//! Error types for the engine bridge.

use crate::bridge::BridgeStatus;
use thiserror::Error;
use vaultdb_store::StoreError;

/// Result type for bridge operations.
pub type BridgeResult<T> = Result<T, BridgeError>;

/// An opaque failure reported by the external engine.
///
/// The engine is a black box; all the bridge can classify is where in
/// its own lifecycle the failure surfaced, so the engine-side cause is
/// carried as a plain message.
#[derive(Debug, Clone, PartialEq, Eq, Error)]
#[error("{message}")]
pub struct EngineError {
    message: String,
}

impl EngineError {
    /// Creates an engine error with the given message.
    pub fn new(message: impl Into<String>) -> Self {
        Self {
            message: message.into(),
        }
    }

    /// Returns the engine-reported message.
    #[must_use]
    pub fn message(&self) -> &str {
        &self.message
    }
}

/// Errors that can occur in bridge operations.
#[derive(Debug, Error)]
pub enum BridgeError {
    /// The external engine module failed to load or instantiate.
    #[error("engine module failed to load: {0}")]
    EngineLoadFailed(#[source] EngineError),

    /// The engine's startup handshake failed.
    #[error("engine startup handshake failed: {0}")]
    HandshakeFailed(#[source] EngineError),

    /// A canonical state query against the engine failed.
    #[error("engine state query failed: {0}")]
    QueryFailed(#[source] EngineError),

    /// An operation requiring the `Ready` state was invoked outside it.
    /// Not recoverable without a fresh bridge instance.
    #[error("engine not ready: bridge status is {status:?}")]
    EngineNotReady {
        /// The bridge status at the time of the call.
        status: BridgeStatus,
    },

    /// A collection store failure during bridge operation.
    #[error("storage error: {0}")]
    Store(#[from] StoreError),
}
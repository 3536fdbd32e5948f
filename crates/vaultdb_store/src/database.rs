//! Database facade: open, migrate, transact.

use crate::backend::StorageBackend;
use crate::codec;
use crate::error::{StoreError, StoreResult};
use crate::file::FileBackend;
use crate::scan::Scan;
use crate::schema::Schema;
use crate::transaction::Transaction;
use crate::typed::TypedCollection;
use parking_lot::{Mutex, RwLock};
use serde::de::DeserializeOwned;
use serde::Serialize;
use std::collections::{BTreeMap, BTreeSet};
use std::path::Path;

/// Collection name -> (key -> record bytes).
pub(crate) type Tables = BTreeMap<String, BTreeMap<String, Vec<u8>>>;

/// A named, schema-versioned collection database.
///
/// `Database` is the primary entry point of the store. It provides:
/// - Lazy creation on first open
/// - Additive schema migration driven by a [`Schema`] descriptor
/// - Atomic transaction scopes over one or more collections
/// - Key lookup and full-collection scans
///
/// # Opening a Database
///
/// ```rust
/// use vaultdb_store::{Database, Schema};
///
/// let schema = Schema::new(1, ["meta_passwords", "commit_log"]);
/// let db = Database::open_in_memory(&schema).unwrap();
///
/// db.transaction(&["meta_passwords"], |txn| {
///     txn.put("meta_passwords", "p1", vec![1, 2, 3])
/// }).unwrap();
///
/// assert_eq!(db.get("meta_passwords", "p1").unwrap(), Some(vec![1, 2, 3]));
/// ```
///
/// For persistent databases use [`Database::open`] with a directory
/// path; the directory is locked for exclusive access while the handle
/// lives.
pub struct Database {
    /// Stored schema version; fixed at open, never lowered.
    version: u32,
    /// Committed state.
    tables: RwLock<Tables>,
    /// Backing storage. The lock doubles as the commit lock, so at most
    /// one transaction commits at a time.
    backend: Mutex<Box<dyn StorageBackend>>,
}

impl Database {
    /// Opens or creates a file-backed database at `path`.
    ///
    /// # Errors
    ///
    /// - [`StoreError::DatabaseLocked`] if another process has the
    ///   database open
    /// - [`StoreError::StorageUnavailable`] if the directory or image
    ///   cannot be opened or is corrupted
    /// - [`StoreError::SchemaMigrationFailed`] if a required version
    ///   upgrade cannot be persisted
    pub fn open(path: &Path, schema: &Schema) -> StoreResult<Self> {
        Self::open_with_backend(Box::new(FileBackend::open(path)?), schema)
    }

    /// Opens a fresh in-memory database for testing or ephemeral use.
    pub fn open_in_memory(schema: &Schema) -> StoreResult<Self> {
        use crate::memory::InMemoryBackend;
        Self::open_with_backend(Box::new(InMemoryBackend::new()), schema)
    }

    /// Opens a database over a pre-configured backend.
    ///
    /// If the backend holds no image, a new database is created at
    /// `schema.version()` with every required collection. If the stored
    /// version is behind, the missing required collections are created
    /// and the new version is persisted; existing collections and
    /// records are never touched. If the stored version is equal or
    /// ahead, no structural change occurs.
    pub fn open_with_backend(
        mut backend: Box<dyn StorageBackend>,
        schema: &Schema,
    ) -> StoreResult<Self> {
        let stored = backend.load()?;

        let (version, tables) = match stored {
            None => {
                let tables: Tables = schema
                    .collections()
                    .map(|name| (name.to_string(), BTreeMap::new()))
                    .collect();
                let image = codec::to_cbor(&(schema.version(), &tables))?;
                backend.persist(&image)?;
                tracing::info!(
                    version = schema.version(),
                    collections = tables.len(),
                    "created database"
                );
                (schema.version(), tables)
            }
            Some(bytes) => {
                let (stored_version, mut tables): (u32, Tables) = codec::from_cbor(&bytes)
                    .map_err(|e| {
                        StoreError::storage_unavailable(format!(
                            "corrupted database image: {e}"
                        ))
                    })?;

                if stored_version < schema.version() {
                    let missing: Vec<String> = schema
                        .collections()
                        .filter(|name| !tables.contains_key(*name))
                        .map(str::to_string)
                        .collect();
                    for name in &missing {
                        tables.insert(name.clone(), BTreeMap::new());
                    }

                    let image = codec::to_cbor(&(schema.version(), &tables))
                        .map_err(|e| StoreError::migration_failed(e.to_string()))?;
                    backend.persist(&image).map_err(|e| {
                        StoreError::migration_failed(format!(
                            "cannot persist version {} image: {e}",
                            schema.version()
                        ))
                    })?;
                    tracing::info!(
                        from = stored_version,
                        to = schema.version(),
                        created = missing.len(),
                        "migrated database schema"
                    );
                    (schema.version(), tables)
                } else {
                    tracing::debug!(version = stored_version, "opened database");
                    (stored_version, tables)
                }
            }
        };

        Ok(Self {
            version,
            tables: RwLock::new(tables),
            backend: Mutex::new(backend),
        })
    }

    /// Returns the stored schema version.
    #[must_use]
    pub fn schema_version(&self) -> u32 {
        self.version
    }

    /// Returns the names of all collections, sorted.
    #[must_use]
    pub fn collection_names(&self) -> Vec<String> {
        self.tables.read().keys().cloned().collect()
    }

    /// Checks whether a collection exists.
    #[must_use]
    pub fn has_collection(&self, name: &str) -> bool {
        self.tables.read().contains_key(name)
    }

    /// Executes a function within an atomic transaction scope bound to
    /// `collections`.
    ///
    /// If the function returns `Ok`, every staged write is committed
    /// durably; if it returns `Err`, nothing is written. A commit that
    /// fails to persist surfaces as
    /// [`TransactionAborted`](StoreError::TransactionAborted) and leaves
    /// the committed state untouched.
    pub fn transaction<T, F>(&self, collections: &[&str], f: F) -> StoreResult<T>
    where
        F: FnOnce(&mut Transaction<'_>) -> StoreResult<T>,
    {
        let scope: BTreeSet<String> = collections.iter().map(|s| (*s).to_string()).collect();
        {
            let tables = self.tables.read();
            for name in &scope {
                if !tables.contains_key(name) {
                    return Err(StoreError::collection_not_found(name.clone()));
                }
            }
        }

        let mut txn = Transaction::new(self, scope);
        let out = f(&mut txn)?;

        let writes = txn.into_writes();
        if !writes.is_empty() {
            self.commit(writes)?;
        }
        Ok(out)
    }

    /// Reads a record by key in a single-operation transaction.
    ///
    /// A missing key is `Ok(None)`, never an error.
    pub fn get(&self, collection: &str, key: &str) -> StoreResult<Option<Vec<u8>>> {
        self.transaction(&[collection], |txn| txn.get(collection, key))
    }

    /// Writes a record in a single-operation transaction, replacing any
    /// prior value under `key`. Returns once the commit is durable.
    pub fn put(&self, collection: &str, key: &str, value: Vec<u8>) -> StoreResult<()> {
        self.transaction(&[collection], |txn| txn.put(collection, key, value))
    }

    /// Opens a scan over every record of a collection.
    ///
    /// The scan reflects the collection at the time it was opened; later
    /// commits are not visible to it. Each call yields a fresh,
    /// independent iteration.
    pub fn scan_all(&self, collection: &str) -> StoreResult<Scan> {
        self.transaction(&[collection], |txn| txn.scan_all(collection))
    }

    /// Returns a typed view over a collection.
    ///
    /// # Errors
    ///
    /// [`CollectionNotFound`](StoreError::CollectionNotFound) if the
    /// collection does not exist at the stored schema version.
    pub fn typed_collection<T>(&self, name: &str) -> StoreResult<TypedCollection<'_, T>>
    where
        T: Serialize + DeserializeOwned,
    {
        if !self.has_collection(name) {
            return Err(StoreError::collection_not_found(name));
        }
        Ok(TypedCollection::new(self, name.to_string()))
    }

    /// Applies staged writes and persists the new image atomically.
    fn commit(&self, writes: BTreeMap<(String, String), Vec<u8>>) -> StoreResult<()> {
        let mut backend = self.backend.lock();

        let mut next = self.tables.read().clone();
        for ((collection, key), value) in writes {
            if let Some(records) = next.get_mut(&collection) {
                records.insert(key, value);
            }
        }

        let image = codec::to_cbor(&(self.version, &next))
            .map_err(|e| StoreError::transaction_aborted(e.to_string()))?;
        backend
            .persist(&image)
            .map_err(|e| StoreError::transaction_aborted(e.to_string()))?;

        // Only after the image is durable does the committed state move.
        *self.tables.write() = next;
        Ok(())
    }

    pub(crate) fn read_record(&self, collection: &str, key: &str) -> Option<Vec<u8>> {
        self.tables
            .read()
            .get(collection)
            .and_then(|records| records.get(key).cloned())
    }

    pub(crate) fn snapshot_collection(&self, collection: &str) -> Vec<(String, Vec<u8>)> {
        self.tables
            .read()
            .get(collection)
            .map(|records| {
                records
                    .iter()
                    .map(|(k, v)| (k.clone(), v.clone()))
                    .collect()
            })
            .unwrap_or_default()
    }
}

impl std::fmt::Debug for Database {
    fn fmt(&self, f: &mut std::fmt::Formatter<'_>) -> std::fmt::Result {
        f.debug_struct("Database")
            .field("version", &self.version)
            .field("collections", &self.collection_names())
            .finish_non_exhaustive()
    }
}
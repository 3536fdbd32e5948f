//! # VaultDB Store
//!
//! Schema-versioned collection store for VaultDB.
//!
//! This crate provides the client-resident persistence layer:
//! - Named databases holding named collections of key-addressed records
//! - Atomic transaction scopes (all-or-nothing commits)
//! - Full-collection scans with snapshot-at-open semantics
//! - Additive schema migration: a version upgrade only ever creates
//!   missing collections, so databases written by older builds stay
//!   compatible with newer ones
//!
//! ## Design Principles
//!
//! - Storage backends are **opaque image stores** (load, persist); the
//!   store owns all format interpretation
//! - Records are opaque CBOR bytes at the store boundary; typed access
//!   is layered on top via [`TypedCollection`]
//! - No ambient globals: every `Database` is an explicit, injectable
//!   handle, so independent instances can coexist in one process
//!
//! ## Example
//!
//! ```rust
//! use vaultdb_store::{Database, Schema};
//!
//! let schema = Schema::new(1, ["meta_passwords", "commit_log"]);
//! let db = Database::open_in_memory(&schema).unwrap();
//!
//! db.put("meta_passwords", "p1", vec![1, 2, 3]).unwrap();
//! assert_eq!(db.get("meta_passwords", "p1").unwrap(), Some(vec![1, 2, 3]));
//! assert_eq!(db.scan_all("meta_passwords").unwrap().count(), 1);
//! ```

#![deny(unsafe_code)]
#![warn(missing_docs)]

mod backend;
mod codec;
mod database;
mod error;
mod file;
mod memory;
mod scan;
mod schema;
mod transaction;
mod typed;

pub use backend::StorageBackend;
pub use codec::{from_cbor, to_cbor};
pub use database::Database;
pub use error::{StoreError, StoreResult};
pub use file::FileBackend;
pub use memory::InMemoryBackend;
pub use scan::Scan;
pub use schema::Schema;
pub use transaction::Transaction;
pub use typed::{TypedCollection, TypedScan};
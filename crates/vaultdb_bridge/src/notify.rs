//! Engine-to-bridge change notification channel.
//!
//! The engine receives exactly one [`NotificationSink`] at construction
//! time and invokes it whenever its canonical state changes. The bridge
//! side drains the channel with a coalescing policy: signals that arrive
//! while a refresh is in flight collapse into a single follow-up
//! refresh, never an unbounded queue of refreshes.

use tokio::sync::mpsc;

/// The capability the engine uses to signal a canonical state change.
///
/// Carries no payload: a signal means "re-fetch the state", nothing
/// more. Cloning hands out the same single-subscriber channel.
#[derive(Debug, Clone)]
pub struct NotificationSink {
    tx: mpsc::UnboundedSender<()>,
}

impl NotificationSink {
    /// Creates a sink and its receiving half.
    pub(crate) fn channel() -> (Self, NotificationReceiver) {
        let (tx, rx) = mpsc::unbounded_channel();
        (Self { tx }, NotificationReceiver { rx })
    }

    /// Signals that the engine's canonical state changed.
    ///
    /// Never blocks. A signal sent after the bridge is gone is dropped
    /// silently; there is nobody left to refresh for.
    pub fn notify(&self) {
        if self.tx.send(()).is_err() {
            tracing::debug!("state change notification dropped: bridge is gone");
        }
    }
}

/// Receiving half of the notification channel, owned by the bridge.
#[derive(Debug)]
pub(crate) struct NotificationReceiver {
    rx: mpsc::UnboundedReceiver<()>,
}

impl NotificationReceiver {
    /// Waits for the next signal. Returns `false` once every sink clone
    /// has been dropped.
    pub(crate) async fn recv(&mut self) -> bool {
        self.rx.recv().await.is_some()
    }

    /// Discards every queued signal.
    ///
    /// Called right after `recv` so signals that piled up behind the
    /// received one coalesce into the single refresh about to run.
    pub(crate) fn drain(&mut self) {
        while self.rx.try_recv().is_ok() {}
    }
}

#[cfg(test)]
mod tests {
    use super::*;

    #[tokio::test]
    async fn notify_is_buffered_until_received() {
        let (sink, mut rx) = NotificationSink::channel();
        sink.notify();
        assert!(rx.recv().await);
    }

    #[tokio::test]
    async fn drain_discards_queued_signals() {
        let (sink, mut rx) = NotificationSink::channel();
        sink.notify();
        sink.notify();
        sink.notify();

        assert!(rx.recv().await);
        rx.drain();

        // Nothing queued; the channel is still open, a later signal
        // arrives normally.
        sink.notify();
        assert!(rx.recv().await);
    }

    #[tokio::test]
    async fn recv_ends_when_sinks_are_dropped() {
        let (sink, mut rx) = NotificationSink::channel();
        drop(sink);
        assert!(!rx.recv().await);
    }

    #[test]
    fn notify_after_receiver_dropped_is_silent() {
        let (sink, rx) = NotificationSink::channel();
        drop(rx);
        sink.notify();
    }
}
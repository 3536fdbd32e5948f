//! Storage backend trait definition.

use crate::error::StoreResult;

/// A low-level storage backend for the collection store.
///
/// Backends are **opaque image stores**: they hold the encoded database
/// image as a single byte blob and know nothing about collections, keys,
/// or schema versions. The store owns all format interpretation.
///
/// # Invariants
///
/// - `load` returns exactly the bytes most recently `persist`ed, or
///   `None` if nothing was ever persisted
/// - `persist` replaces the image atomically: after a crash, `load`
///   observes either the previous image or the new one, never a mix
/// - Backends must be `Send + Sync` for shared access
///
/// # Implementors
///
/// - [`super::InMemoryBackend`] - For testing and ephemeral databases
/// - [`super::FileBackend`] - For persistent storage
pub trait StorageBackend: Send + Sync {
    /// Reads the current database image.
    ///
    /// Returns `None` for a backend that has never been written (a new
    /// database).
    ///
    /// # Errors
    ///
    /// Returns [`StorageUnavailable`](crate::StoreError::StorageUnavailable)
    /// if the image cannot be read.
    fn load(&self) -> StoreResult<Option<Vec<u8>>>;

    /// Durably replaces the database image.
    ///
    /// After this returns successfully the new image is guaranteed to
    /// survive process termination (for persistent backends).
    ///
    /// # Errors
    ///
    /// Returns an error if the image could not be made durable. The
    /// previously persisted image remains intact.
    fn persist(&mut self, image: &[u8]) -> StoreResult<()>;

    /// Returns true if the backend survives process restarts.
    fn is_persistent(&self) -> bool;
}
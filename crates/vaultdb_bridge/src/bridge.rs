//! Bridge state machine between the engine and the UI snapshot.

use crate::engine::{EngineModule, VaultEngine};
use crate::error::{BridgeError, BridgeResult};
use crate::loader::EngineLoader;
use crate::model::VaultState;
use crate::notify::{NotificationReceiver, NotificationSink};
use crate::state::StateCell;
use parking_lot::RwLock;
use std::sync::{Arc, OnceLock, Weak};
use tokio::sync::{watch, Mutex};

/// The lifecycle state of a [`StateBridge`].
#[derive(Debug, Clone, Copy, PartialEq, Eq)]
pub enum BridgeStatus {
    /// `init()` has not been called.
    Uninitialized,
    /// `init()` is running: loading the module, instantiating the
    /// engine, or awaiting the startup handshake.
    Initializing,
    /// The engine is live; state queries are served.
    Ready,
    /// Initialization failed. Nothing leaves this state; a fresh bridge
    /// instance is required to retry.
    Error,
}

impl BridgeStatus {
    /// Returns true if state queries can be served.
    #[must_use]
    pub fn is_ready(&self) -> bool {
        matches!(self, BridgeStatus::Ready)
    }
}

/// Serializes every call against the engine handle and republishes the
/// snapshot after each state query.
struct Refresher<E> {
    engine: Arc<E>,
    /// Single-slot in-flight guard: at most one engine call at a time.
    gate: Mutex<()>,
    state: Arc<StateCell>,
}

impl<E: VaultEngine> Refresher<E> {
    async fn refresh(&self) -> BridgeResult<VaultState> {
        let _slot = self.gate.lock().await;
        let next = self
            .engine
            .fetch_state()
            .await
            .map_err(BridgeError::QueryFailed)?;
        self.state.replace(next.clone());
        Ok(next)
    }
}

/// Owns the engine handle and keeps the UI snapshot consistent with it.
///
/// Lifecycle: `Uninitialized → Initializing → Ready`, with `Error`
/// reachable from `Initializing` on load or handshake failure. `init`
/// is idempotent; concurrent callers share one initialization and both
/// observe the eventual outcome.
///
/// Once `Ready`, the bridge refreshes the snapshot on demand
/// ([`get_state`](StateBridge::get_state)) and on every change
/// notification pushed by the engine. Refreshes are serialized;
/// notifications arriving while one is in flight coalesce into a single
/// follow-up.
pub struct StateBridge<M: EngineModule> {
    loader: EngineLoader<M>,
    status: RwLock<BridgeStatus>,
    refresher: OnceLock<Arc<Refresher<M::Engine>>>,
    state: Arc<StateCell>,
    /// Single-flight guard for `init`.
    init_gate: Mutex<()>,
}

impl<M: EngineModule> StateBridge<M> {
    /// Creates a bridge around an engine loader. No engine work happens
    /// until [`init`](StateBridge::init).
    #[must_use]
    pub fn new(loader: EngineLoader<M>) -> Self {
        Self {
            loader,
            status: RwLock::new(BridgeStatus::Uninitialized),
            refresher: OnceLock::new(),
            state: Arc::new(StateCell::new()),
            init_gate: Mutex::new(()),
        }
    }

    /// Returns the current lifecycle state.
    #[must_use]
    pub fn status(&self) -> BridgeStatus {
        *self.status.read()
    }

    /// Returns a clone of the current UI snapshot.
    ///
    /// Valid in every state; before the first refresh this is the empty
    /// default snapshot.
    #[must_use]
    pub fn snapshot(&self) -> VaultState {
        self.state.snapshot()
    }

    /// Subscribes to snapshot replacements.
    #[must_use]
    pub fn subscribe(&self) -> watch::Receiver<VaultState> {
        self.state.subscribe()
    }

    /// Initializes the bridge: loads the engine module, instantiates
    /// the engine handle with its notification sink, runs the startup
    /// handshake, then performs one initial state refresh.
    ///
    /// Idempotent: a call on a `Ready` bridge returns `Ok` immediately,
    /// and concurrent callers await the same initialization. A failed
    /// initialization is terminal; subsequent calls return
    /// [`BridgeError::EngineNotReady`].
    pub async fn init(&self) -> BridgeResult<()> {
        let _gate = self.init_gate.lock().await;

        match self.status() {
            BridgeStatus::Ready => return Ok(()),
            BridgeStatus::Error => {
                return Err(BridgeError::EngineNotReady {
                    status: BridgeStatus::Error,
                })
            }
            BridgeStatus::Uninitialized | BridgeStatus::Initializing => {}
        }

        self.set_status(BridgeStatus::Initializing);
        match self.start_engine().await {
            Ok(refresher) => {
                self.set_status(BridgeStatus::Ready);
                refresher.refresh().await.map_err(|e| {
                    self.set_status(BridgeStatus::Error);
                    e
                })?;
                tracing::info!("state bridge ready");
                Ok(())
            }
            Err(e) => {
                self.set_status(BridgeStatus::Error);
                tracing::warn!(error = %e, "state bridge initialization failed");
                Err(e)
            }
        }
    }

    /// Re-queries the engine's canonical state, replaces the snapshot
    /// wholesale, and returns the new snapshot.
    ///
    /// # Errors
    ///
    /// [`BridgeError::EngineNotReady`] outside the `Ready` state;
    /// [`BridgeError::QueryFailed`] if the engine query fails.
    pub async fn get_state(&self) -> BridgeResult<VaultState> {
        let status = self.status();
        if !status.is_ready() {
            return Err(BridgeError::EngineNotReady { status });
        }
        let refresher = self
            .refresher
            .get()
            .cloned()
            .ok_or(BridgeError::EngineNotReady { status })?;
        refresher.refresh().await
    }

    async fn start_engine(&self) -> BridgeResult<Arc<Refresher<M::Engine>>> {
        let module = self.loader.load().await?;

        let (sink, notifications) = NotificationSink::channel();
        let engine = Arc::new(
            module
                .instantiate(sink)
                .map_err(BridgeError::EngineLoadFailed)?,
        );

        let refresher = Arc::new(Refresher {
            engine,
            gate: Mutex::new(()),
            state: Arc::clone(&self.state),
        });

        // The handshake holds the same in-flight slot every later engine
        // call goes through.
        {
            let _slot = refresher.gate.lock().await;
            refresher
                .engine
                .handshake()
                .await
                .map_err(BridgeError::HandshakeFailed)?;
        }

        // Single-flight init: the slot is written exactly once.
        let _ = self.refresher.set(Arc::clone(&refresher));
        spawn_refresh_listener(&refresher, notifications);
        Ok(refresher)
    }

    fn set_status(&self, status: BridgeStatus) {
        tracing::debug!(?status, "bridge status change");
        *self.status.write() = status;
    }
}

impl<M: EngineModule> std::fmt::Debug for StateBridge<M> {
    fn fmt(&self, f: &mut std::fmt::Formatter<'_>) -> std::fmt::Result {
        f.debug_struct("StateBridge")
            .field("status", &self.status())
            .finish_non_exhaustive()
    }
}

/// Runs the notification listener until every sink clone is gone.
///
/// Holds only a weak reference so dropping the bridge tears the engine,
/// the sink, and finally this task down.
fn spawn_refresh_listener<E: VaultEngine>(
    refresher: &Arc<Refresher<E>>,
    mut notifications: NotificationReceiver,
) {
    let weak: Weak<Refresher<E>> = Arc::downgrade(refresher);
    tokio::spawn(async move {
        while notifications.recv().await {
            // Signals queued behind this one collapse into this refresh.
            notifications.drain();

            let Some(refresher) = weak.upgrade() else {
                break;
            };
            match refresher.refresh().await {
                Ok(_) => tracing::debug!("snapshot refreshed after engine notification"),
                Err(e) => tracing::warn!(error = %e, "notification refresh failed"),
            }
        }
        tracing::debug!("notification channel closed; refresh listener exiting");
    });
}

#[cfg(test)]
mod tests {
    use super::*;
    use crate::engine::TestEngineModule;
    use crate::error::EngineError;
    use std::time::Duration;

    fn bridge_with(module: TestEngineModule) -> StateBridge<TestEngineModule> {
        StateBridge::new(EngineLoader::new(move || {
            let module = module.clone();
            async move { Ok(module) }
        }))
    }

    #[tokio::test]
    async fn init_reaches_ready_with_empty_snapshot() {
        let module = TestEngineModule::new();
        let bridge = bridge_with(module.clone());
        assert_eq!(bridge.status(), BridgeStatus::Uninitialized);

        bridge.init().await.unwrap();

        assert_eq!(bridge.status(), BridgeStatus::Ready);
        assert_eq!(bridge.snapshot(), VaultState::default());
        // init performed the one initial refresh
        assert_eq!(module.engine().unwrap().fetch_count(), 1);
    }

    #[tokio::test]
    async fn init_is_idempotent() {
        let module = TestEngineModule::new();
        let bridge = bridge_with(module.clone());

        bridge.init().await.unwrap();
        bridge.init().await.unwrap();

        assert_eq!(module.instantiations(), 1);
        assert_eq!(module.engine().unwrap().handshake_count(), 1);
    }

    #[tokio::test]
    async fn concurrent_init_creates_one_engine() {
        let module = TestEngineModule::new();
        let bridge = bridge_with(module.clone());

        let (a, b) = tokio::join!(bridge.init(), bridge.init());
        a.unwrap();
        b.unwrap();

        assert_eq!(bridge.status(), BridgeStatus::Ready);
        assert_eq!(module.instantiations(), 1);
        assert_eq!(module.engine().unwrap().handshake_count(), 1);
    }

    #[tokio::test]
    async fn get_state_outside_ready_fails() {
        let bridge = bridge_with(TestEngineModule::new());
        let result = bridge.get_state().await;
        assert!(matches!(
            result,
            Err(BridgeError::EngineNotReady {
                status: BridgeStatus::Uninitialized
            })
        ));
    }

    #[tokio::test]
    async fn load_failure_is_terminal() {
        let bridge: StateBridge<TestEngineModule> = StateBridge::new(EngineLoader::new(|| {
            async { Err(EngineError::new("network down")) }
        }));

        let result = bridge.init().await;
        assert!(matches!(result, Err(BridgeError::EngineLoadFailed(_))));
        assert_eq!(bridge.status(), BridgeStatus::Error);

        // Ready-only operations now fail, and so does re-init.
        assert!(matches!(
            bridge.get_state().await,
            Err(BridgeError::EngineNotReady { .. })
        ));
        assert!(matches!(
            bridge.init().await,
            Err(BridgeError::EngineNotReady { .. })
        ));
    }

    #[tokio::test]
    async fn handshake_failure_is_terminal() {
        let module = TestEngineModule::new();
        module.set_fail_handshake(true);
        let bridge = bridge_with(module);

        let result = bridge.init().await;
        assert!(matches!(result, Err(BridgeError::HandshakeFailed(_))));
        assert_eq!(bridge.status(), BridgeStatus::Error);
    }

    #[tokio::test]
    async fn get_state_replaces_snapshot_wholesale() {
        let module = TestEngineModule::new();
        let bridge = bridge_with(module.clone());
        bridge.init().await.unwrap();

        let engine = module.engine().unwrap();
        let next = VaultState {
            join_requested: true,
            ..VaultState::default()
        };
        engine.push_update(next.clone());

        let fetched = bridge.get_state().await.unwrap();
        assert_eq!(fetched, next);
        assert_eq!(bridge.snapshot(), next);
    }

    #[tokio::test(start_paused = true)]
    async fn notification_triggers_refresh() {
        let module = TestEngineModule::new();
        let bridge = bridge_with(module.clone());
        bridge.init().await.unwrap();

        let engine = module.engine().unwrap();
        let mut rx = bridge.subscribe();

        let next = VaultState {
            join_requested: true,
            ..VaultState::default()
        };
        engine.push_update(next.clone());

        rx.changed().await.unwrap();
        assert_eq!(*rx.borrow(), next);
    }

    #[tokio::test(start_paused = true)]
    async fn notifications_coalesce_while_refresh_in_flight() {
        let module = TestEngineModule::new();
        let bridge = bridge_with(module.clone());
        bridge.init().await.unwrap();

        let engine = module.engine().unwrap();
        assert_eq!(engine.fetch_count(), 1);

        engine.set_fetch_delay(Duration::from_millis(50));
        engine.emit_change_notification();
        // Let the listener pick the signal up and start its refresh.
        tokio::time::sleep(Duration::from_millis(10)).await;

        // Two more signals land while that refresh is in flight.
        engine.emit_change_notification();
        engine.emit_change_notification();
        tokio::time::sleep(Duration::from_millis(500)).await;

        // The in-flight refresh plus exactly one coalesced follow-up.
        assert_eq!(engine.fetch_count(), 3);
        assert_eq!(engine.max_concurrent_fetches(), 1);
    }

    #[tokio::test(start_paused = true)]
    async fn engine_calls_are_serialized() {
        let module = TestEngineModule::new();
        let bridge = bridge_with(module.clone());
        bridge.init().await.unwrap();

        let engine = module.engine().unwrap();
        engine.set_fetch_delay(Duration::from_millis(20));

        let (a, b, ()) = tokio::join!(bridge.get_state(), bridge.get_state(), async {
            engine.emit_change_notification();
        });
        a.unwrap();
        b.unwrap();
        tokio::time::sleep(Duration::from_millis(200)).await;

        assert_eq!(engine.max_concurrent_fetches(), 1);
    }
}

**What the task asks**
Only a number is needed here: how many lines of the data include the word "required"?

**Solution to this task**
4